= Sikhism in Catalonia =

Religious minority in Catalonia

The Sikh community of Catalonia is a religious and cultural community originating from the Indian region of Punjab. Estimates of the Sikh population in Catalonia range from a 2015 estimate of 5,000 to a 2022 estimate of 13,000, though there is no official data in Catalonia recording citizens by religious affiliation.

== History ==
According to Sikh community testimony, the first Sikhs arrived in Barcelona in the late 1970s through early 1980s, with migration accelerating after repression of the Sikh population in India following the murder of Indira Gandhi. The Sikh population is noted to be predominantly male, and more likely to work under precarious employment conditions than the broader Catalonian population.

In Catalonia, Sikhs began arriving in the 1980s, drawn to region by jobs in the food processing industry. It was not until the 2000s, however, that the community became important, especially in Barcelona and Girona. As of 2017, 60% of the total Sikh population in Spain is situated in Catalonia. The reason why many Sikhs have migrated to Catalonia, according to interviews undertaken by is Kathryn Lum, is that there is greater competition for jobs in Madrid by migrants from Latin America and Morocco, "who possess better Spanish linguistic capital than Punjabis". Furthermore, the first Sikhs to settle there naturally lead to "chain migration" due to there being an established Sikh community in Catalonia.

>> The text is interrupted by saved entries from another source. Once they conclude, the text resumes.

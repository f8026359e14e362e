//! Diagnostic Emitters
//!
//! Each emitter implements the [`DiagnosticEmitter`] trait. The terminal
//! emitter is the only one the front-end ships; drivers embedding it can add
//! their own.

mod terminal;

pub use terminal::{ColorMode, TerminalEmitter};

use crate::Diagnostic;

/// Output format for flushed diagnostics.
pub trait DiagnosticEmitter {
    fn emit(&mut self, diagnostic: &Diagnostic);

    fn emit_all(&mut self, diagnostics: &[Diagnostic]) {
        for diag in diagnostics {
            self.emit(diag);
        }
    }

    fn flush(&mut self);

    /// Closing line after all diagnostics, e.g. `aborting due to 3 previous errors`.
    fn emit_summary(&mut self, error_count: usize, warning_count: usize);
}
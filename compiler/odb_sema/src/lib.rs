//! ODB Sema - semantic passes over the syntax tree.
//!
//! Passes, in the order [`check_program`] runs them:
//! - [`eliminate_bitwise_not`]: binary `..` becomes unary bitwise-not
//! - [`resolve_labels`]: `GOTO`/`GOSUB` bind to their labels
//! - [`enforce_single_default_case`]: at most one `CASE DEFAULT` per select
//! - [`validate_udt_annotations`]: no sigils on UDT-valued expressions
//! - [`resolve_and_check_types`]: scopes, variables, calls, implicit casts
//!
//! Every pass takes the tree, a root, and a [`DiagnosticQueue`], reports
//! problems to the queue, and returns `true` on success. A failed pass leaves
//! the tree well-formed, so later passes can still run and report.

mod bitwise_not;
mod default_case;
mod error;
mod labels;
mod query;
mod report;
mod resolve;
mod udt_annotations;

use std::sync::Once;

use odb_commands::CommandIndex;
use odb_diagnostic::DiagnosticQueue;
use odb_ir::{Ast, NodeId};

pub use bitwise_not::eliminate_bitwise_not;
pub use default_case::enforce_single_default_case;
pub use error::{CalleeKind, SemaError, SemaErrorKind, SemaWarning, SemaWarningKind, SymbolName};
pub use labels::resolve_labels;
pub use resolve::{resolve_and_check_types, resolve_and_check_types_with, ResolveOptions};
pub use udt_annotations::validate_udt_annotations;

static TRACING_INIT: Once = Once::new();

/// Initialize tracing for debug output.
///
/// Call this once at startup. Safe to call multiple times.
/// Enable with `RUST_LOG=odb_sema=debug` or `RUST_LOG=odb_sema=trace`.
pub fn init_tracing() {
    TRACING_INIT.call_once(|| {
        use tracing_subscriber::{fmt, prelude::*, EnvFilter};

        if std::env::var("RUST_LOG").is_ok() {
            let filter = EnvFilter::from_default_env();
            tracing_subscriber::registry()
                .with(fmt::layer().with_target(true).with_level(true))
                .with(filter)
                .init();
        }
    });
}

/// Run every semantic pass over `program`.
///
/// All passes run even after one fails, so a single call reports as much as
/// possible. Returns `true` only if every pass succeeded.
#[tracing::instrument(level = "debug", skip_all)]
pub fn check_program(
    ast: &mut Ast,
    program: NodeId,
    index: &dyn CommandIndex,
    queue: &mut DiagnosticQueue,
) -> bool {
    let mut ok = eliminate_bitwise_not(ast, program, queue);
    ok &= resolve_labels(ast, program, queue);
    ok &= enforce_single_default_case(ast, program, queue);
    ok &= validate_udt_annotations(ast, program, queue);
    ok &= resolve_and_check_types(ast, program, index, queue);
    tracing::debug!(
        ok,
        errors = queue.error_count(),
        warnings = queue.warning_count(),
        "semantic checks finished"
    );
    ok
}
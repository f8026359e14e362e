//! Plain-text rendering for terminals, colored when asked.
//!
//! With the program text attached, every label is followed by an underlined
//! excerpt of the lines it covers.

use std::io::{self, Write};

use crate::{Diagnostic, Label, Severity};

use super::DiagnosticEmitter;

mod colors {
    pub const ERROR: &str = "\x1b[1;31m";
    pub const WARNING: &str = "\x1b[1;33m";
    pub const NOTE: &str = "\x1b[1;36m";
    pub const HELP: &str = "\x1b[1;32m";
    pub const BOLD: &str = "\x1b[1m";
    pub const SECONDARY: &str = "\x1b[1;34m";
    pub const RESET: &str = "\x1b[0m";
}

/// `"1 warning"`, `"3 warnings"`.
fn count_of(count: usize, noun: &str) -> String {
    if count == 1 {
        format!("1 {noun}")
    } else {
        format!("{count} {noun}s")
    }
}

#[derive(Clone, Copy, Debug, Default, PartialEq, Eq)]
pub enum ColorMode {
    /// Color only when writing to a terminal.
    #[default]
    Auto,
    Always,
    Never,
}

impl ColorMode {
    pub fn should_use_colors(self, is_tty: bool) -> bool {
        match self {
            ColorMode::Auto => is_tty,
            ColorMode::Always => true,
            ColorMode::Never => false,
        }
    }
}

/// Writes diagnostics as `severity[CODE]: message` blocks, one label per line.
pub struct TerminalEmitter<'src, W: Write> {
    writer: W,
    colors: bool,
    source: Option<&'src str>,
}

impl<'src, W: Write> TerminalEmitter<'src, W> {
    pub fn with_color_mode(writer: W, mode: ColorMode, is_tty: bool) -> Self {
        TerminalEmitter {
            writer,
            colors: mode.should_use_colors(is_tty),
            source: None,
        }
    }

    /// Attach the program text so labels render with source excerpts.
    #[must_use]
    pub fn with_source(mut self, source: &'src str) -> Self {
        self.source = Some(source);
        self
    }

    fn paint(&mut self, text: &str, color: &str) {
        let _ = if self.colors {
            write!(self.writer, "{color}{text}{}", colors::RESET)
        } else {
            write!(self.writer, "{text}")
        };
    }

    fn severity_color(severity: Severity) -> &'static str {
        match severity {
            Severity::Error => colors::ERROR,
            Severity::Warning => colors::WARNING,
            Severity::Note => colors::NOTE,
            Severity::Help => colors::HELP,
        }
    }

    fn write_label(&mut self, label: &Label) {
        let (marker, color) = if label.is_primary {
            ("-->", colors::ERROR)
        } else {
            (":::", colors::SECONDARY)
        };
        let _ = write!(self.writer, "  {marker} {}: ", label.span);
        self.paint(&label.message, color);
        let _ = writeln!(self.writer);

        if let Some(source) = self.source {
            for line in label.span.excerpt(source).lines() {
                let _ = writeln!(self.writer, "    {line}");
            }
        }
    }

    /// `  = note: ...` and `  = help: ...` lines.
    fn write_trailer(&mut self, kind: &str, color: &str, text: &str) {
        let _ = write!(self.writer, "  = ");
        self.paint(kind, color);
        let _ = writeln!(self.writer, ": {text}");
    }
}

impl TerminalEmitter<'static, io::Stderr> {
    pub fn stderr(mode: ColorMode, is_tty: bool) -> Self {
        TerminalEmitter::with_color_mode(io::stderr(), mode, is_tty)
    }
}

impl<W: Write> DiagnosticEmitter for TerminalEmitter<'_, W> {
    fn emit(&mut self, diagnostic: &Diagnostic) {
        let severity = diagnostic.severity;
        self.paint(&severity.to_string(), Self::severity_color(severity));
        self.paint(&format!("[{}]", diagnostic.code), colors::BOLD);
        let _ = writeln!(self.writer, ": {}", diagnostic.message);

        for label in &diagnostic.labels {
            self.write_label(label);
        }
        for note in &diagnostic.notes {
            self.write_trailer("note", colors::BOLD, note);
        }
        for suggestion in &diagnostic.suggestions {
            self.write_trailer("help", colors::HELP, suggestion);
        }
        let _ = writeln!(self.writer);
    }

    fn flush(&mut self) {
        let _ = self.writer.flush();
    }

    fn emit_summary(&mut self, error_count: usize, warning_count: usize) {
        let warnings = (warning_count > 0)
            .then(|| format!("{} emitted", count_of(warning_count, "warning")));
        if error_count == 0 {
            if let Some(warnings) = warnings {
                self.paint("warning", colors::WARNING);
                let _ = writeln!(self.writer, ": {warnings}");
            }
            return;
        }

        let errors = if error_count == 1 {
            "previous error".to_owned()
        } else {
            format!("{error_count} previous errors")
        };
        self.paint("error", colors::ERROR);
        match warnings {
            Some(warnings) => {
                let _ = writeln!(self.writer, ": aborting due to {errors}; {warnings}");
            }
            None => {
                let _ = writeln!(self.writer, ": aborting due to {errors}");
            }
        }
    }
}

#[cfg(test)]
#[expect(clippy::unwrap_used, reason = "Tests use unwrap for brevity")]
mod tests;
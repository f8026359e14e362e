//! At most one `CASE DEFAULT` per `SELECT`.

use odb_diagnostic::DiagnosticQueue;
use odb_ir::{visit, Ast, NodeId, NodeKind, Order, Select, Visitor};

use crate::report::Reporter;
use crate::{SemaError, SemaErrorKind};

struct DefaultCaseChecker<'r, 'q> {
    reporter: &'r mut Reporter<'q>,
}

impl Visitor for DefaultCaseChecker<'_, '_> {
    fn visit_select(&mut self, ast: &Ast, id: NodeId, node: &Select) {
        let defaults: Vec<_> = ast
            .children(node.cases)
            .iter()
            .filter(|&&case| matches!(ast.kind(case), NodeKind::DefaultCase(_)))
            .map(|&case| ast.span(case))
            .collect();
        if defaults.len() > 1 {
            let error =
                SemaError::new(ast.span(id), SemaErrorKind::MultipleDefaultCases { defaults });
            self.reporter.error(&ast.interner, error);
        }
    }
}

/// Report every `Select` under `root` with more than one default case.
#[tracing::instrument(level = "debug", skip_all)]
pub fn enforce_single_default_case(
    ast: &Ast,
    root: NodeId,
    queue: &mut DiagnosticQueue,
) -> bool {
    let mut reporter = Reporter::new(queue);
    visit(
        ast,
        root,
        &mut DefaultCaseChecker {
            reporter: &mut reporter,
        },
        Order::PreOrder,
    );
    !reporter.has_failed()
}
//! Reject type sigils on UDT-valued expressions.
//!
//! `a#.x` reads as "float `a`", which can never hold a UDT; the same goes for
//! commands whose name ends in a sigil character.

use odb_diagnostic::DiagnosticQueue;
use odb_ir::{visit, Ast, NodeId, NodeKind, Order, UdtField, Visitor};

use crate::report::Reporter;
use crate::{query, SemaError, SemaErrorKind, SymbolName};

struct AnnotationChecker<'r, 'q> {
    reporter: &'r mut Reporter<'q>,
}

impl Visitor for AnnotationChecker<'_, '_> {
    fn visit_udt_field(&mut self, ast: &Ast, _id: NodeId, node: &UdtField) {
        let base = node.udt_expr;
        let identifier = match ast.kind(base) {
            NodeKind::VarRef(n) => n.identifier,
            NodeKind::ArrayRef(n) => n.identifier,
            NodeKind::FuncCallExprOrArrayRef(n) => n.identifier,
            NodeKind::FuncCallExpr(n) => n.identifier,
            NodeKind::CommandExpr(n) => {
                if ast.name(n.name).ends_with(['$', '#']) {
                    let error = SemaError::new(
                        ast.span(base),
                        SemaErrorKind::MisleadingCommandAnnotation { name: n.name },
                    );
                    self.reporter.error(&ast.interner, error);
                }
                return;
            }
            _ => return,
        };
        let Some(ident) = query::identifier(ast, identifier) else {
            return;
        };
        if !ident.annotation.is_none() {
            let error = SemaError::new(
                ast.span(base),
                SemaErrorKind::AnnotatedUdt {
                    name: SymbolName::new(ident.name, ident.annotation),
                },
            );
            self.reporter.error(&ast.interner, error);
        }
    }
}

/// Report every UDT field access under `root` whose base carries a sigil.
#[tracing::instrument(level = "debug", skip_all)]
pub fn validate_udt_annotations(ast: &Ast, root: NodeId, queue: &mut DiagnosticQueue) -> bool {
    let mut reporter = Reporter::new(queue);
    visit(
        ast,
        root,
        &mut AnnotationChecker {
            reporter: &mut reporter,
        },
        Order::PreOrder,
    );
    !reporter.has_failed()
}
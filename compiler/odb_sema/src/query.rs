//! Read-only lookups over the tree shared by the passes.

use odb_ir::{Ast, Identifier, NodeId, NodeKind};

use crate::SymbolName;

pub(crate) fn identifier(ast: &Ast, id: NodeId) -> Option<Identifier> {
    match ast.kind(id) {
        NodeKind::Identifier(ident) => Some(*ident),
        _ => None,
    }
}

/// Name of a declaration's `Identifier` child, or of the `Variable` that
/// replaced it.
pub(crate) fn declared_name(ast: &Ast, id: NodeId) -> Option<SymbolName> {
    match ast.kind(id) {
        NodeKind::Identifier(ident) => Some(SymbolName::new(ident.name, ident.annotation)),
        NodeKind::Variable(variable) => {
            let variable = ast.symbols.variable(*variable);
            Some(SymbolName::new(variable.name, variable.annotation))
        }
        _ => None,
    }
}

/// Whether `id` is the field selector of a `UdtField` parent, which names a
/// member of the UDT rather than a variable.
pub(crate) fn is_field_selector(ast: &Ast, parent: Option<NodeId>, id: NodeId) -> bool {
    parent.is_some_and(|parent| matches!(ast.kind(parent), NodeKind::UdtField(f) if f.field == id))
}

/// Elements of an optional list child such as call arguments.
pub(crate) fn list_items(ast: &Ast, list: Option<NodeId>) -> Vec<NodeId> {
    list.map(|list| ast.children(list).to_vec()).unwrap_or_default()
}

The Sikh Community of Catalonia won the 4th edition of the Martí Gasull i Roig Award for excellence in the defense of the language, in the popular vote category. The finalists were La Bressola and Softcatalà. In this edition of the awards, which are given by the Plataforma per la Llengua, grammarian and linguist Albert Jané has also been recognized, with the Special Jury Prize for his career.

== Festivities ==
In Catalonia, Sikhs celebrate the Nagar Kirtan festival, a public procession that takes place through the streets. This procession takes place in municipalities where there is a gurdwara, such as Vic, Lloret de Mar or Badalona.

They also celebrate Vaisakhi, the Sikh new year, which at the same time commemorates the creation of the Khalsa, a religious order that brings together all baptized Sikhs. To celebrate this festival, it is essential for the Sikhs to take out the Guru Granth Sahib, their holy book, in procession. During these events, food is distributed to everyone, martial arts demonstrations are made and sacred songs are performed with music.

== Notable gurdwaras ==

The first gurdwara established in Barcelona was the Nanaksar Gurdwara, in the Sants neighbourhood, which was founded in 1992. The next to be founded was the Gurdarshan Sahib Gurdwara, in the Raval area of Barcelona. Both serve primarily immigrants from Punjab and Delhi. Founded later was the Barcelona Hospital gurdwara, which is stated to feed around 1,500 people per day.
== Representation ==
The spokesperson for the Sikh community in Catalonia is Gurdev Singh i Khalsa, a young Vigatan of Indian origin born in Catalonia.

Accredited disseminator of Sikhism, he represents the Sikh community before government institutions on a national scale and is the point of reference in the field.

On March 8, 2020, she held a prominent feminist event on public streets to demand equality from a more religious point of view; with the presence of various faiths and associations.